AKR/J gene(s) unlinked to H-2 determines dominant inheritance of lymphocyte hyporesponsiveness to acetylcholine receptor

Mice with the H-2(b) major histocompatibility complex haplotype are high immune responders to nicotinic acetylcholine receptors (AChR), whereas mice with the H-2(k) haplotype are generally low responders. F₁ progeny of C57BL/6 (H-2(b)) mice crossed with mice of most H-2(k) strains are high responders to AChR in standard conditions of testing helper T cell proliferation in vitro (4 x 10⁵ lymph node cells/microwell, 1 wk after primary challenge in vivo). In contrast, the F₁ progeny of AKR/J (H-2(k)) crossed with high responder (H-2(b)) strains (B6, A.BY, or C3H.SW) were all hyporesponsive to AChR when lymphocytes were tested at 4 x 10⁵ cells/well. However, at a density of 1 x 10⁶ or greater/well, a high level of antigen-specific responsiveness was demonstrable in the F₁ hybrid lymphocytes. A shift from low to high responsiveness to AChR at high cell densities was observed also in the H-2(b) strain AKR.B6. Other strains previously demonstrated to be low responders to AChR did not become responsive to AChR when lymphocyte numbers were increased to 1.4 x 10⁶/well.

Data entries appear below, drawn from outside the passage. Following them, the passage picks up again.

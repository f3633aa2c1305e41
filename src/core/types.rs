/*!
 * Core Types
 * Common types used across the syscall layer
 */

/// Process ID type
pub type Pid = u32;

/// File descriptor type (guest handle, always non-negative once allocated)
pub type Fd = i32;

/// Guest virtual address
pub type Address = u64;

/// Size type for guest buffers
pub type Size = usize;

/// Signal number as passed by the guest
pub type Signum = i32;

/// Scheduler-assigned task identifier
pub type TaskId = u32;

/// Raw syscall return value as written into the guest return register
pub type SyscallReturn = i64;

The N₂ generation yielded by backcrossing (AKR x B6)F₁ mice to AKR/J were all low responders, whereas N₂ progeny derived by backcrossing F₁ to B6 were high or low responders in a ratio of approximately 1:1 (independent of their H-2 phenotype). Results consistent with this observation were obtained in (AKR x B6) F₂ mice. These data suggest that at least one AKR/J gene outside of the H-2 complex exerts a hyporesponsive influence on the I-A-dependent helper T cell response to AChR in H-2(b) mice.